"Fair taxes" are unfair for competitiveness

The cabinet has warned the Swiss electorate against voting in favour next month of a tax reform proposal aimed at making the rich pay more.

This content was published on October 6, 2010 minutes and agencies

Finance Minister Hans-Rudolf Merz said that the “fair tax” initiative by the Social Democrats would make Switzerland a less attractive location for doing business as well as reducing tax sovereignty of the cantons.

This, Merz added, would lead to job losses and lower living standards.

Swiss voters will decide on November 28 whether to accept the Social Democrats plan to introduce a minimum tax rate of 22 per cent for people earning more than SFr250,000 ($259,000) annually, and a 0.5 per cent tax on assets above SFr2 million.
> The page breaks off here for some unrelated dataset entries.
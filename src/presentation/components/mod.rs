mod body;
mod editor;
mod fields;
mod footer;
mod header;
mod layout;
mod popup;
mod tabstrip;

pub(crate) use body::render_body;
pub(crate) use editor::render_editor;
pub(crate) use footer::render_footer;
pub(crate) use popup::render_popup;
use std::path::Path;

#[derive(Debug, Clone)]
pub struct StatusLine {
    message: String,
}

pub const READY_STATUS: &str = "Ready. Press Ctrl+S to complete, Ctrl+E to export.";

impl Default for StatusLine {
    fn default() -> Self {
        Self {
            message: READY_STATUS.to_string(),
        }
    }
}

impl StatusLine {
    pub fn new() -> Self {
        Self::default()
    }

    pub fn set_raw(&mut self, msg: impl Into<String>) {
        self.message = msg.into();
    }

    pub fn ready(&mut self) {
        self.message = READY_STATUS.to_string();
    }

    pub fn editing(&mut self, label: &str) {
        self.message = format!("Editing {label}");
    }

    pub fn loading(&mut self, source: &str) {
        self.message = format!("Loading schema from {source}…");
    }

    pub fn schema_loaded(&mut self, tabs: usize) {
        self.message = format!("Schema loaded ({tabs} tab(s))");
    }

    pub fn reload_failed(&mut self, error: &str) {
        self.message = format!("Reload failed, keeping current form: {error}");
    }

    pub fn missing_fields(&mut self, labels: &[String]) {
        self.message = format!("Required: {}", labels.join(", "));
    }

    pub fn exported(&mut self, what: &str, path: &Path) {
        self.message = format!("{what} written to {}", path.display());
    }

    pub fn pending_clear(&mut self) {
        self.message = "Press Ctrl+X again to clear every entered value.".to_string();
    }

    pub fn cleared(&mut self) {
        self.message = "Form cleared".to_string();
    }

    pub fn message(&self) -> &str {
        &self.message
    }
}
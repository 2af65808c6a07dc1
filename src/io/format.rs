use std::{fmt, path::Path, str::FromStr};

/// Supported data formats for input/output layers.
#[derive(Debug, Clone, Copy, PartialEq, Eq, Default)]
pub enum DocumentFormat {
    #[default]
    Json,
    #[cfg(feature = "yaml")]
    Yaml,
    #[cfg(feature = "toml")]
    Toml,
}

impl DocumentFormat {
    pub fn available_formats() -> Vec<DocumentFormat> {
        vec![
            DocumentFormat::Json,
            #[cfg(feature = "yaml")]
            DocumentFormat::Yaml,
            #[cfg(feature = "toml")]
            DocumentFormat::Toml,
        ]
    }

    pub fn from_extension(ext: &str) -> Option<Self> {
        match ext.to_ascii_lowercase().as_str() {
            "json" => Some(DocumentFormat::Json),
            #[cfg(feature = "yaml")]
            "yaml" | "yml" => Some(DocumentFormat::Yaml),
            #[cfg(feature = "toml")]
            "toml" => Some(DocumentFormat::Toml),
            _ => None,
        }
    }

    /// Infer the format from a path's extension, falling back to JSON.
    pub fn from_path(path: &Path) -> Self {
        path.extension()
            .and_then(|ext| ext.to_str())
            .and_then(Self::from_extension)
            .unwrap_or_default()
    }

    pub fn extension(&self) -> &'static str {
        match self {
            DocumentFormat::Json => "json",
            #[cfg(feature = "yaml")]
            DocumentFormat::Yaml => "yaml",
            #[cfg(feature = "toml")]
            DocumentFormat::Toml => "toml",
        }
    }
}

impl fmt::Display for DocumentFormat {
    fn fmt(&self, f: &mut fmt::Formatter<'_>) -> fmt::Result {
        f.write_str(self.extension())
    }
}

impl FromStr for DocumentFormat {
    type Err = String;

    fn from_str(raw: &str) -> Result<Self, Self::Err> {
        Self::from_extension(raw.trim()).ok_or_else(|| {
            let names = Self::available_formats()
                .into_iter()
                .map(|format| format.to_string())
                .collect::<Vec<_>>()
                .join(", ");
            format!("unsupported format '{raw}' (expected one of: {names})")
        })
    }
}
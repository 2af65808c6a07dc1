use crossterm::event::KeyEvent;

use super::keymap::{self, KeymapContext};

#[derive(Debug, Clone, Copy, PartialEq, Eq)]
pub(crate) enum KeyAction {
    FieldStep(i32),
    TabStep(i32),
    OpenPopup,
    Complete,
    ExportData,
    Clear,
    Reload,
    EditSchema,
    ResetStatus,
    Quit,
    ApplyEdit,
    CancelEdit,
}

#[derive(Debug, Clone, Copy)]
pub(crate) enum KeyCommand {
    Action(KeyAction),
    /// Not bound in the active context; forwarded to the focused control.
    Input(KeyEvent),
}

pub(crate) fn route(key: &KeyEvent, context: KeymapContext) -> KeyCommand {
    match keymap::classify_key(key, context) {
        Some(action) => KeyCommand::Action(action),
        None => KeyCommand::Input(*key),
    }
}
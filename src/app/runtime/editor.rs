use crossterm::event::{KeyCode, KeyEvent, KeyModifiers};

use crate::presentation::EditorRender;

const INDENT: &str = "  ";

/// Multi-line buffer behind the schema editor modal.
///
/// The cursor column counts characters, not bytes.
pub(crate) struct SchemaEditor {
    lines: Vec<String>,
    row: usize,
    col: usize,
    error: Option<String>,
}

impl SchemaEditor {
    pub(crate) fn new(text: &str) -> Self {
        let mut lines: Vec<String> = text.lines().map(str::to_string).collect();
        if lines.is_empty() {
            lines.push(String::new());
        }
        Self {
            lines,
            row: 0,
            col: 0,
            error: None,
        }
    }

    pub(crate) fn text(&self) -> String {
        self.lines.join("\n")
    }

    pub(crate) fn set_error(&mut self, message: impl Into<String>) {
        self.error = Some(message.into());
    }

    pub(crate) fn cursor(&self) -> (usize, usize) {
        (self.row, self.col)
    }

    pub(crate) fn as_render(&self) -> EditorRender<'_> {
        EditorRender {
            lines: &self.lines,
            cursor: self.cursor(),
            error: self.error.as_deref(),
        }
    }

    /// Apply an editing key. Returns `true` when the buffer or cursor changed.
    pub(crate) fn handle_key(&mut self, key: &KeyEvent) -> bool {
        if key
            .modifiers
            .intersects(KeyModifiers::CONTROL | KeyModifiers::ALT)
        {
            return false;
        }
        let changed = match key.code {
            KeyCode::Char(ch) => {
                self.insert_str(&ch.to_string());
                true
            }
            KeyCode::Tab => {
                self.insert_str(INDENT);
                true
            }
            KeyCode::Enter => {
                self.split_line();
                true
            }
            KeyCode::Backspace => self.backspace(),
            KeyCode::Delete => self.delete(),
            KeyCode::Left => self.move_left(),
            KeyCode::Right => self.move_right(),
            KeyCode::Up => self.move_vertical(-1),
            KeyCode::Down => self.move_vertical(1),
            KeyCode::Home => {
                self.col = 0;
                true
            }
            KeyCode::End => {
                self.col = self.line_len(self.row);
                true
            }
            _ => false,
        };
        if changed {
            self.error = None;
        }
        changed
    }

    fn line_len(&self, row: usize) -> usize {
        self.lines[row].chars().count()
    }

    fn byte_offset(&self, row: usize, col: usize) -> usize {
        let line = &self.lines[row];
        line.char_indices()
            .nth(col)
            .map(|(offset, _)| offset)
            .unwrap_or(line.len())
    }

    fn insert_str(&mut self, text: &str) {
        let offset = self.byte_offset(self.row, self.col);
        self.lines[self.row].insert_str(offset, text);
        self.col += text.chars().count();
    }

    fn split_line(&mut self) {
        let offset = self.byte_offset(self.row, self.col);
        let rest = self.lines[self.row].split_off(offset);
        self.lines.insert(self.row + 1, rest);
        self.row += 1;
        self.col = 0;
    }

    fn backspace(&mut self) -> bool {
        if self.col > 0 {
            let start = self.byte_offset(self.row, self.col - 1);
            let end = self.byte_offset(self.row, self.col);
            self.lines[self.row].replace_range(start..end, "");
            self.col -= 1;
            true
        } else if self.row > 0 {
            let current = self.lines.remove(self.row);
            self.row -= 1;
            self.col = self.line_len(self.row);
            self.lines[self.row].push_str(&current);
            true
        } else {
            false
        }
    }

    fn delete(&mut self) -> bool {
        if self.col < self.line_len(self.row) {
            let start = self.byte_offset(self.row, self.col);
            let end = self.byte_offset(self.row, self.col + 1);
            self.lines[self.row].replace_range(start..end, "");
            true
        } else if self.row + 1 < self.lines.len() {
            let next = self.lines.remove(self.row + 1);
            self.lines[self.row].push_str(&next);
            true
        } else {
            false
        }
    }

    fn move_left(&mut self) -> bool {
        if self.col > 0 {
            self.col -= 1;
        } else if self.row > 0 {
            self.row -= 1;
            self.col = self.line_len(self.row);
        } else {
            return false;
        }
        true
    }

    fn move_right(&mut self) -> bool {
        if self.col < self.line_len(self.row) {
            self.col += 1;
        } else if self.row + 1 < self.lines.len() {
            self.row += 1;
            self.col = 0;
        } else {
            return false;
        }
        true
    }

    fn move_vertical(&mut self, delta: i32) -> bool {
        let target = self.row as i64 + i64::from(delta);
        if target < 0 || target >= self.lines.len() as i64 {
            return false;
        }
        self.row = target as usize;
        self.col = self.col.min(self.line_len(self.row));
        true
    }
}
mod format;
mod input;
mod output;

pub use format::DocumentFormat;
pub use input::parse_document_str;
pub use output::{export_artifact, export_form_data};
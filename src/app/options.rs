use std::{
    path::{Path, PathBuf},
    time::Duration,
};

use crate::io::DocumentFormat;

#[derive(Debug, Clone)]
pub struct UiOptions {
    pub tick_rate: Duration,
    pub show_help: bool,
    /// Ask for a second key press before clearing every entered value.
    pub confirm_clear: bool,
    /// Directory receiving data exports and completion artifacts.
    pub output_dir: PathBuf,
    /// Pre-existing CSV copied out on completion.
    pub artifact: Option<PathBuf>,
    pub export_format: DocumentFormat,
}

impl Default for UiOptions {
    fn default() -> Self {
        Self {
            tick_rate: Duration::from_millis(250),
            show_help: true,
            confirm_clear: true,
            output_dir: PathBuf::from("."),
            artifact: None,
            export_format: DocumentFormat::Json,
        }
    }
}

impl UiOptions {
    pub fn with_tick_rate(mut self, tick_rate: Duration) -> Self {
        self.tick_rate = tick_rate;
        self
    }

    pub fn with_help(mut self, show: bool) -> Self {
        self.show_help = show;
        self
    }

    pub fn with_confirm_clear(mut self, confirm: bool) -> Self {
        self.confirm_clear = confirm;
        self
    }

    pub fn with_output_dir(mut self, dir: impl AsRef<Path>) -> Self {
        self.output_dir = dir.as_ref().to_path_buf();
        self
    }

    pub fn with_artifact(mut self, artifact: impl AsRef<Path>) -> Self {
        self.artifact = Some(artifact.as_ref().to_path_buf());
        self
    }

    pub fn with_export_format(mut self, format: DocumentFormat) -> Self {
        self.export_format = format;
        self
    }
}
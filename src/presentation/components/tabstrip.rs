use std::ops::Range;

use ratatui::{
    Frame,
    layout::Rect,
    style::{Color, Modifier, Style},
    text::{Line, Span},
    widgets::{Block, Borders, Tabs},
};
use unicode_width::UnicodeWidthStr;

const LEFT_MORE: &str = "◀";
const RIGHT_MORE: &str = "▶";
// " label " plus the divider drawn between tabs
const TAB_CHROME: usize = 3;

pub(crate) fn render_tab_strip(frame: &mut Frame<'_>, area: Rect, titles: &[String], selected: usize) {
    let block = Block::default().title("Tabs").borders(Borders::ALL);
    if titles.is_empty() {
        frame.render_widget(block, area);
        return;
    }

    let selected = selected.min(titles.len() - 1);
    let widths = titles
        .iter()
        .map(|title| UnicodeWidthStr::width(title.as_str()) + TAB_CHROME)
        .collect::<Vec<_>>();
    let available = area.width.saturating_sub(2) as usize;
    let window = visible_window(&widths, selected, available);

    let more_style = Style::default().fg(Color::DarkGray);
    let last = window.end - 1;
    let labels = window
        .clone()
        .map(|index| {
            let mut spans = Vec::with_capacity(3);
            if index == window.start && window.start > 0 {
                spans.push(Span::styled(LEFT_MORE, more_style));
            }
            spans.push(Span::raw(titles[index].clone()));
            if index == last && window.end < titles.len() {
                spans.push(Span::styled(RIGHT_MORE, more_style));
            }
            Line::from(spans)
        })
        .collect::<Vec<_>>();

    let tabs = Tabs::new(labels)
        .block(block)
        .select(selected - window.start)
        .style(Style::default().fg(Color::Gray))
        .highlight_style(
            Style::default()
                .fg(Color::Yellow)
                .add_modifier(Modifier::BOLD | Modifier::UNDERLINED),
        );
    frame.render_widget(tabs, area);
}

/// Range of tabs to draw. Grows outward from `selected`, preferring the
/// right side, until the next tab no longer fits.
fn visible_window(widths: &[usize], selected: usize, available: usize) -> Range<usize> {
    let mut start = selected;
    let mut end = selected + 1;
    let mut used = widths[selected];
    loop {
        let mut grew = false;
        if end < widths.len() && used + widths[end] <= available {
            used += widths[end];
            end += 1;
            grew = true;
        }
        if start > 0 && used + widths[start - 1] <= available {
            start -= 1;
            used += widths[start];
            grew = true;
        }
        if !grew {
            break;
        }
    }
    start..end
}
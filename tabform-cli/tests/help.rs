use assert_cmd::cargo::{self};
use predicates::str::contains;

#[test]
fn prints_help() {
    let mut cmd = cargo::cargo_bin_cmd!("tabform");
    cmd.arg("--help")
        .assert()
        .success()
        .stdout(contains("tabform"))
        .stdout(contains("--schema"));
}

#[test]
fn rejects_missing_artifact() {
    let mut cmd = cargo::cargo_bin_cmd!("tabform");
    cmd.args(["--artifact", "/definitely/not/here.csv"])
        .assert()
        .failure()
        .stderr(contains("artifact"));
}
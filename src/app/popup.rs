use crate::{
    form::FieldControl,
    presentation::PopupRender,
};

const EMPTY_CHOICE_LABEL: &str = "(none)";

/// Choice list opened over a dropdown or radio group.
pub(crate) struct PopupState {
    field_id: String,
    title: String,
    control: FieldControl,
    labels: Vec<String>,
    selected: usize,
}

impl PopupState {
    pub(crate) fn from_control(
        field_id: impl Into<String>,
        title: impl Into<String>,
        control: FieldControl,
    ) -> Option<Self> {
        let (choices, selected) = control.choices()?;
        if choices.is_empty() {
            return None;
        }
        let labels = choices
            .iter()
            .map(|choice| {
                if choice.is_empty() {
                    EMPTY_CHOICE_LABEL.to_string()
                } else {
                    choice.clone()
                }
            })
            .collect();
        Some(Self {
            field_id: field_id.into(),
            title: title.into(),
            labels,
            selected,
            control,
        })
    }

    pub(crate) fn select_previous(&mut self) {
        if self.labels.is_empty() {
            return;
        }
        if self.selected == 0 {
            self.selected = self.labels.len().saturating_sub(1);
        } else {
            self.selected -= 1;
        }
    }

    pub(crate) fn select_next(&mut self) {
        if self.labels.is_empty() {
            return;
        }
        self.selected = (self.selected + 1) % self.labels.len();
    }

    pub(crate) fn field_id(&self) -> &str {
        &self.field_id
    }

    /// Value to store for the highlighted choice.
    pub(crate) fn chosen_value(&self) -> Option<String> {
        self.control.choice_value(self.selected)
    }

    pub(crate) fn as_render(&self) -> PopupRender<'_> {
        PopupRender {
            title: &self.title,
            options: &self.labels,
            selected: self.selected,
        }
    }
}
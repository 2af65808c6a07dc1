use std::fs;

use tabform::{DocumentFormat, FormStore, export_artifact, export_form_data};

#[test]
fn form_data_export_writes_timestamped_json() {
    let dir = tempfile::tempdir().unwrap();
    let mut store = FormStore::new();
    store.set("氏名", "松山 英樹");
    store.set("kind", "B");
    let path = export_form_data(&store, dir.path(), DocumentFormat::Json).unwrap();
    let name = path.file_name().unwrap().to_string_lossy().into_owned();
    assert!(name.starts_with("form_data_") && name.ends_with(".json"), "{name}");
    let written: serde_json::Value =
        serde_json::from_str(&fs::read_to_string(&path).unwrap()).unwrap();
    assert_eq!(written["氏名"], "松山 英樹");
    assert_eq!(written["kind"], "B");
}

#[test]
fn artifact_copy_keeps_contents() {
    let source_dir = tempfile::tempdir().unwrap();
    let out_dir = tempfile::tempdir().unwrap();
    let source = source_dir.path().join("claim.csv");
    fs::write(&source, "id,value\n1,2\n").unwrap();
    let copied = export_artifact(&source, &out_dir.path().join("nested")).unwrap();
    let name = copied.file_name().unwrap().to_string_lossy().into_owned();
    assert!(name.starts_with("claim_") && name.ends_with(".csv"), "{name}");
    assert_eq!(fs::read_to_string(copied).unwrap(), "id,value\n1,2\n");
}

#[test]
fn missing_artifact_is_an_error() {
    let dir = tempfile::tempdir().unwrap();
    assert!(export_artifact(&dir.path().join("none.csv"), dir.path()).is_err());
    assert_eq!(fs::read_dir(dir.path()).unwrap().count(), 0);
}
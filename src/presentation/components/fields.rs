use ratatui::{
    Frame,
    layout::Rect,
    style::{Color, Modifier, Style},
    text::{Line, Span},
    widgets::{Block, Borders, List, ListItem, ListState, Paragraph},
};
use unicode_width::UnicodeWidthStr;

use crate::{
    domain::Tab,
    form::{Background, FieldControl, FormStore, render_field},
};

use super::super::view::Focus;

const FIELD_MIN_WIDTH: usize = 16;
const DATE_HINT: &str = "YYYY-MM-DD";
const HIGHLIGHT_SYMBOL: &str = "» ";

pub fn render_fields(
    frame: &mut Frame<'_>,
    area: Rect,
    tab: Option<&Tab>,
    store: &FormStore,
    focus: Option<Focus>,
    enable_cursor: bool,
) {
    let Some(tab) = tab else {
        let placeholder =
            Paragraph::new("No tab selected").block(Block::default().borders(Borders::ALL));
        frame.render_widget(placeholder, area);
        return;
    };

    if tab.fields.is_empty() {
        let placeholder = Paragraph::new("This tab has no fields")
            .block(Block::default().title(tab.label.clone()).borders(Borders::ALL));
        frame.render_widget(placeholder, area);
        return;
    }

    let label_width = tab
        .fields
        .iter()
        .map(|field| UnicodeWidthStr::width(field.label.as_str()))
        .max()
        .unwrap_or(0);
    let selected = match focus {
        Some(Focus::Field(index)) if index < tab.fields.len() => Some(index),
        _ => None,
    };

    let mut cursor_column = None;
    let items = tab
        .fields
        .iter()
        .enumerate()
        .map(|(index, field)| {
            let focused = selected == Some(index);
            let control = render_field(field, store.get(&field.id));
            let mut spans = vec![label_span(&field.label, label_width, focused)];
            spans.extend(control_spans(&control, focused));
            if focused {
                cursor_column = cursor_offset(&control);
            }
            ListItem::new(Line::from(spans))
        })
        .collect::<Vec<_>>();

    let mut list_state = ListState::default();
    list_state.select(selected);
    let list = List::new(items)
        .block(Block::default().title(tab.label.clone()).borders(Borders::ALL))
        .highlight_symbol(HIGHLIGHT_SYMBOL);
    frame.render_stateful_widget(list, area, &mut list_state);

    if enable_cursor
        && let (Some(row), Some(column)) = (selected, cursor_column)
        && row >= list_state.offset()
    {
        let symbol_width = UnicodeWidthStr::width(HIGHLIGHT_SYMBOL) as u16;
        let x = area
            .x
            .saturating_add(1)
            .saturating_add(symbol_width)
            .saturating_add(label_width as u16 + 1)
            .saturating_add(column);
        let y = area
            .y
            .saturating_add(1)
            .saturating_add((row - list_state.offset()) as u16);
        frame.set_cursor_position((x, y));
    }
}

pub(super) fn label_span(label: &str, width: usize, focused: bool) -> Span<'static> {
    let pad = width.saturating_sub(UnicodeWidthStr::width(label));
    let style = if focused {
        Style::default()
            .fg(Color::Yellow)
            .add_modifier(Modifier::BOLD)
    } else {
        Style::default()
            .fg(Color::Cyan)
            .add_modifier(Modifier::BOLD)
    };
    Span::styled(format!("{label}{} ", " ".repeat(pad)), style)
}

pub(super) fn background_style(background: Background) -> Style {
    let base = Style::default().fg(Color::Black);
    match background {
        Background::Yellow => base.bg(Color::LightYellow),
        Background::White => base.bg(Color::White),
    }
}

/// Spans drawing a control after its label. `Nothing` draws nothing.
pub(super) fn control_spans(control: &FieldControl, focused: bool) -> Vec<Span<'static>> {
    let emphasis = if focused {
        Modifier::BOLD
    } else {
        Modifier::empty()
    };
    match control {
        FieldControl::TextInput {
            value,
            placeholder,
            background,
        } => vec![input_box(
            value,
            placeholder.as_deref(),
            background_style(*background).add_modifier(emphasis),
        )],
        FieldControl::DatePicker { value, background } => vec![input_box(
            value,
            Some(DATE_HINT),
            background_style(*background).add_modifier(emphasis),
        )],
        FieldControl::Dropdown {
            choices,
            selected,
            background,
        } => {
            let value = choices.get(*selected).map(String::as_str).unwrap_or("");
            vec![Span::styled(
                format!(" {} ▾ ", pad_to(value, FIELD_MIN_WIDTH)),
                background_style(*background).add_modifier(emphasis),
            )]
        }
        FieldControl::RadioGroup {
            options,
            checked,
            background,
            ..
        } => {
            let style = background_style(*background);
            let mut spans = Vec::with_capacity(options.len() * 2);
            for (index, option) in options.iter().enumerate() {
                if index > 0 {
                    spans.push(Span::raw(" "));
                }
                let is_checked = *checked == Some(index);
                let mark = if is_checked { "(●)" } else { "( )" };
                let option_style = if is_checked {
                    style.add_modifier(Modifier::BOLD)
                } else {
                    style
                };
                spans.push(Span::styled(
                    format!(" {mark} {option} "),
                    option_style.add_modifier(emphasis),
                ));
            }
            spans
        }
        FieldControl::Nothing => Vec::new(),
    }
}

/// Columns from the start of the control to the text cursor, for editable
/// text-like controls.
pub(super) fn cursor_offset(control: &FieldControl) -> Option<u16> {
    match control {
        FieldControl::TextInput { value, .. } | FieldControl::DatePicker { value, .. } => {
            Some(1 + UnicodeWidthStr::width(value.as_str()) as u16)
        }
        _ => None,
    }
}

fn input_box(value: &str, placeholder: Option<&str>, style: Style) -> Span<'static> {
    match placeholder {
        Some(hint) if value.is_empty() => Span::styled(
            format!(" {} ", pad_to(hint, FIELD_MIN_WIDTH)),
            style.fg(Color::DarkGray).add_modifier(Modifier::ITALIC),
        ),
        _ => Span::styled(format!(" {} ", pad_to(value, FIELD_MIN_WIDTH)), style),
    }
}

fn pad_to(text: &str, width: usize) -> String {
    let pad = width.saturating_sub(UnicodeWidthStr::width(text));
    format!("{text}{}", " ".repeat(pad))
}
#![deny(rust_2018_idioms)]

mod app;
pub mod domain;
mod error;
pub mod form;
pub mod io;
mod presentation;
pub mod schema;

pub use app::{FormUI, UiOptions};
pub use domain::{Field, FieldKind, FormSchema, Tab, parse_form_schema, parse_form_schema_str};
pub use error::FormError;
pub use form::{FormSession, FormStore, SchemaStatus};
pub use io::{DocumentFormat, export_artifact, export_form_data, parse_document_str};
pub use schema::{SchemaLoader, SchemaSource};

pub mod prelude {
    pub use super::{FormSchema, FormSession, FormStore, FormUI, SchemaSource, UiOptions};
}
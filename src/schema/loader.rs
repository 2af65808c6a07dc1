use std::{
    sync::mpsc::{self, Receiver, TryRecvError},
    thread,
};

use tracing::{info, warn};

use crate::{
    domain::{FormSchema, parse_form_schema_str},
    error::FormError,
};

use super::source::SchemaSource;

pub type LoadResult = Result<FormSchema, FormError>;

/// Loads the form schema from its source. Every call replaces nothing by
/// itself; applying the result is the caller's decision.
#[derive(Debug, Clone)]
pub struct SchemaLoader {
    source: SchemaSource,
}

impl SchemaLoader {
    pub fn new(source: SchemaSource) -> Self {
        Self { source }
    }

    pub fn source(&self) -> &SchemaSource {
        &self.source
    }

    /// Fetch and parse the document, blocking the calling thread.
    pub fn load(&self) -> LoadResult {
        info!(source = %self.source, "loading form schema");
        let outcome = self
            .source
            .read()
            .map_err(|err| format!("{err:#}"))
            .and_then(|contents| {
                parse_form_schema_str(&contents, self.source.format()).map_err(|err| err.to_string())
            });
        match outcome {
            Ok(schema) => {
                info!(source = %self.source, tabs = schema.tabs.len(), "form schema loaded");
                Ok(schema)
            }
            Err(message) => {
                warn!(source = %self.source, error = %message, "form schema load failed");
                Err(FormError::SchemaFetch {
                    source_label: self.source.to_string(),
                    message,
                })
            }
        }
    }

    /// Run `load` on a worker thread. Loads are never cancelled; each one
    /// resolves on its own.
    pub fn spawn(&self) -> PendingLoad {
        let (sender, receiver) = mpsc::channel();
        let loader = self.clone();
        thread::spawn(move || {
            let _ = sender.send(loader.load());
        });
        PendingLoad {
            source_label: self.source.to_string(),
            receiver,
        }
    }
}

/// Handle to an in-flight load, polled from the UI tick.
#[derive(Debug)]
pub struct PendingLoad {
    source_label: String,
    receiver: Receiver<LoadResult>,
}

impl PendingLoad {
    /// Returns the result once the load has resolved.
    pub fn try_take(&self) -> Option<LoadResult> {
        match self.receiver.try_recv() {
            Ok(result) => Some(result),
            Err(TryRecvError::Empty) => None,
            Err(TryRecvError::Disconnected) => Some(Err(self.worker_gone())),
        }
    }

    /// Block until the load resolves.
    pub fn wait(self) -> LoadResult {
        self.receiver
            .recv()
            .unwrap_or_else(|_| Err(self.worker_gone()))
    }

    fn worker_gone(&self) -> FormError {
        FormError::SchemaFetch {
            source_label: self.source_label.clone(),
            message: "loader thread exited before reporting a result".to_string(),
        }
    }
}
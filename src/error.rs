use thiserror::Error;

use crate::io::DocumentFormat;

#[derive(Debug, Error)]
pub enum FormError {
    /// Transport or parse failure while loading the form schema.
    #[error("failed to load form schema from {source_label}: {message}")]
    SchemaFetch {
        source_label: String,
        message: String,
    },

    /// Text typed into the schema editor could not be applied.
    #[error("schema edit rejected: {0}")]
    SchemaEditParse(String),

    #[error("failed to parse {format} document: {message}")]
    Parse {
        format: DocumentFormat,
        message: String,
    },

    #[error("form schema does not match the expected shape: {}", .0.join("; "))]
    InvalidDocument(Vec<String>),

    #[error("form schema has no tabs")]
    EmptySchema,

    /// Labels of the required header fields that are still empty, in check order.
    #[error("missing required fields: {}", .0.join(", "))]
    MissingRequiredFields(Vec<String>),
}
According to the political party, cantons and communes would continue to be free to set the tax rates for earnings and assets below these amounts.

Merz’s comments on Wednesday came a day after the Social Democratic Party launched the campaign to win over voters to the plan.

Party president Christian Levrat said the reform would put an end to abuse of the system and end the damaging tax war waged between cantons. At present, cantons compete to attract wealthy tax payers by setting low rates based on the rental value of their property.

He argued that the new tax rates would only affect one per cent of tax payers, or 32,000 people. And according to the Social Democrats, only 9,000 of these are registered in cantons or communes which allocate generous tax breaks.